Manning Centre/Facebook, The Canadian Press

Mr. Froggatt and Mr. Teneycke say they give the Premier political advice relating to the next election. They say they operate within the rules and never discuss client matters. “When asked, I provided political communication advice on emerging issues, in the context of the 2022 election, and never on client matters," Mr. Froggatt said in a statement to The Globe.

Mr. Teneycke, who revealed he is the campaign manager for the Premier’s 2022 re-election campaign, said in a statement that he provides “campaign advice consistent with that role,” including relating to polling, fundraising, advertising and election readiness.

In addition to providing advice on last month’s sweeping cabinet shuffle, The Globe has confirmed that Mr.
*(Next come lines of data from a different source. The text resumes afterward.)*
//! Electrical topology of a network.
//!
//! Buses joined by closed bus-bus switches are fused into one graph node.
//! In-service lines and transformers become edges unless a switch on them is
//! open. Out-of-service buses are left out entirely.

use std::collections::{BTreeMap, BTreeSet, HashMap};

use petgraph::algo::connected_components;
use petgraph::graph::{NodeIndex, UnGraph};
use petgraph::unionfind::UnionFind;
use petgraph::visit::Bfs;

use crate::{PowerNet, SwitchTarget};

/// Branch carried by a graph edge.
#[derive(Debug, Clone, Copy, PartialEq, Eq)]
pub enum Connection {
    Line(usize),
    Trafo(usize),
}

#[derive(Debug, Clone)]
pub struct Topology {
    /// Node weight is the representative (lowest) bus index of the group
    graph: UnGraph<usize, Connection>,
    node_of_bus: BTreeMap<usize, NodeIndex>,
}

/// True when an open switch sits on the given line or transformer.
pub fn branch_switched_open(net: &PowerNet, target: SwitchTarget) -> bool {
    net.switch
        .values()
        .any(|sw| !sw.closed && sw.target == target)
}

impl Topology {
    pub fn build(net: &PowerNet) -> Self {
        let buses: Vec<usize> = net
            .bus
            .iter()
            .filter(|(_, b)| b.in_service)
            .map(|(idx, _)| idx)
            .collect();
        let position: HashMap<usize, usize> =
            buses.iter().enumerate().map(|(pos, &b)| (b, pos)).collect();

        let mut fused = UnionFind::<usize>::new(buses.len());
        for sw in net.switch.values().filter(|sw| sw.closed) {
            if let SwitchTarget::Bus(other) = sw.target {
                if let (Some(&a), Some(&b)) = (position.get(&sw.bus), position.get(&other)) {
                    fused.union(a, b);
                }
            }
        }

        let mut graph = UnGraph::new_undirected();
        let mut node_of_root: HashMap<usize, NodeIndex> = HashMap::new();
        let mut node_of_bus = BTreeMap::new();
        for (pos, &bus) in buses.iter().enumerate() {
            let root = fused.find(pos);
            let node = *node_of_root
                .entry(root)
                .or_insert_with(|| graph.add_node(bus));
            node_of_bus.insert(bus, node);
        }

        let mut add_edge = |a: usize, b: usize, conn: Connection| {
            if let (Some(&na), Some(&nb)) = (node_of_bus.get(&a), node_of_bus.get(&b)) {
                if na != nb {
                    graph.add_edge(na, nb, conn);
                }
            }
        };
        for (idx, line) in net.line.iter() {
            if line.in_service && !branch_switched_open(net, SwitchTarget::Line(idx)) {
                add_edge(line.from_bus, line.to_bus, Connection::Line(idx));
            }
        }
        for (idx, trafo) in net.trafo.iter() {
            if trafo.in_service && !branch_switched_open(net, SwitchTarget::Trafo(idx)) {
                add_edge(trafo.hv_bus, trafo.lv_bus, Connection::Trafo(idx));
            }
        }

        Self { graph, node_of_bus }
    }

    pub fn graph(&self) -> &UnGraph<usize, Connection> {
        &self.graph
    }

    pub fn node_of(&self, bus: usize) -> Option<NodeIndex> {
        self.node_of_bus.get(&bus).copied()
    }

    pub fn island_count(&self) -> usize {
        connected_components(&self.graph)
    }

    /// All buses connected to any of `roots` (fused members included).
    pub fn reachable_from(&self, roots: impl IntoIterator<Item = usize>) -> BTreeSet<usize> {
        let mut nodes = BTreeSet::new();
        for root in roots {
            let Some(start) = self.node_of(root) else {
                continue;
            };
            if nodes.contains(&start) {
                continue;
            }
            let mut bfs = Bfs::new(&self.graph, start);
            while let Some(node) = bfs.next(&self.graph) {
                nodes.insert(node);
            }
        }
        self.node_of_bus
            .iter()
            .filter(|(_, node)| nodes.contains(node))
            .map(|(&bus, _)| bus)
            .collect()
    }

    /// Buses with a path to an in-service external grid.
    pub fn supplied_buses(&self, net: &PowerNet) -> BTreeSet<usize> {
        self.reachable_from(
            net.ext_grid
                .values()
                .filter(|eg| eg.in_service)
                .map(|eg| eg.bus),
        )
    }

    /// True when the graph is a forest (no loops, no parallel branches).
    pub fn is_radial(&self) -> bool {
        self.graph.edge_count() + self.island_count() == self.graph.node_count()
    }
}

#[cfg(test)]
mod tests {
    use super::*;
    use crate::BusType;

    fn chain(n: usize) -> PowerNet {
        let mut net = PowerNet::default();
        let buses: Vec<usize> = (0..n)
            .map(|i| {
                net.create_bus(format!("b{i}"), 20.0, BusType::Busbar, None)
                    .unwrap()
            })
            .collect();
        for pair in buses.windows(2) {
            net.create_line(pair[0], pair[1], 1.0, "NA2XS2Y 1x95 RM/25 12/20 kV", None)
                .unwrap();
        }
        net.create_ext_grid(buses[0], 1.0, 0.0, None).unwrap();
        net
    }

    #[test]
    fn test_chain_is_radial_single_island() {
        let net = chain(4);
        let topo = Topology::build(&net);
        assert!(topo.is_radial());
        assert_eq!(topo.island_count(), 1);
        assert_eq!(topo.supplied_buses(&net).len(), 4);
    }

    #[test]
    fn test_closing_loop_makes_mesh() {
        let mut net = chain(3);
        net.create_line(2, 0, 1.0, "NAYY 4x50 SE", None).unwrap();
        assert!(!Topology::build(&net).is_radial());
    }

    #[test]
    fn test_open_line_switch_splits_island() {
        let mut net = chain(3);
        net.create_switch(1, SwitchTarget::Line(1), false, None)
            .unwrap();
        let topo = Topology::build(&net);
        assert_eq!(topo.island_count(), 2);
        assert_eq!(topo.reachable_from([2]), BTreeSet::from([2]));
        let supplied = topo.supplied_buses(&net);
        assert!(!supplied.contains(&2));
    }

    #[test]
    fn test_bus_switch_fuses_buses() {
        let mut net = chain(2);
        let extra = net
            .create_bus("coupler", 20.0, BusType::Node, None)
            .unwrap();
        net.create_switch(1, SwitchTarget::Bus(extra), true, None)
            .unwrap();
        let topo = Topology::build(&net);
        assert_eq!(topo.graph().node_count(), 2);
        assert_eq!(topo.node_of(extra), topo.node_of(1));
        assert!(topo.supplied_buses(&net).contains(&extra));
    }

    #[test]
    fn test_out_of_service_bus_excluded() {
        let mut net = chain(3);
        net.set_in_service(crate::ElementKind::Bus, 2, false).unwrap();
        let topo = Topology::build(&net);
        assert_eq!(topo.node_of(2), None);
        assert_eq!(topo.graph().edge_count(), 1);
    }
}
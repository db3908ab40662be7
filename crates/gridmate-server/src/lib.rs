//! Stateful power-grid tool server.
//!
//! A [`Session`] holds at most one current network; [`tools`] exposes its
//! operations as a named catalogue, and [`Server`] serves that catalogue as
//! line-delimited JSON-RPC. [`ToolClient`] drives the server binary from
//! another process.

pub mod client;
pub mod config;
pub mod error;
pub mod protocol;
pub mod server;
pub mod session;
pub mod tools;

pub use client::{ClientError, ToolClient};
pub use config::{load_config, ServerConfig};
pub use error::{ToolError, ToolResult};
pub use protocol::{ToolCallResult, ToolDescriptor};
pub use server::Server;
pub use session::{Session, SessionState};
Froggatt and Mr. Teneycke were involved with helping the government respond to the fallout over planned funding cuts to public-health units, child care and paramedic services. After growing public opposition and sagging poll numbers, Mr. Ford in May cancelled the cuts to municipalities for this year.

Mr. Froggatt said he only provided political advice after the plan “became a communication challenge.” Mr. Teneycke said he gave his “ongoing view” of the efficacy of the campaign against the cuts, analyzed publicly available polling data and passed on concerns expressed by Toronto Mayor John Tory’s advisers after receiving phone calls from city hall.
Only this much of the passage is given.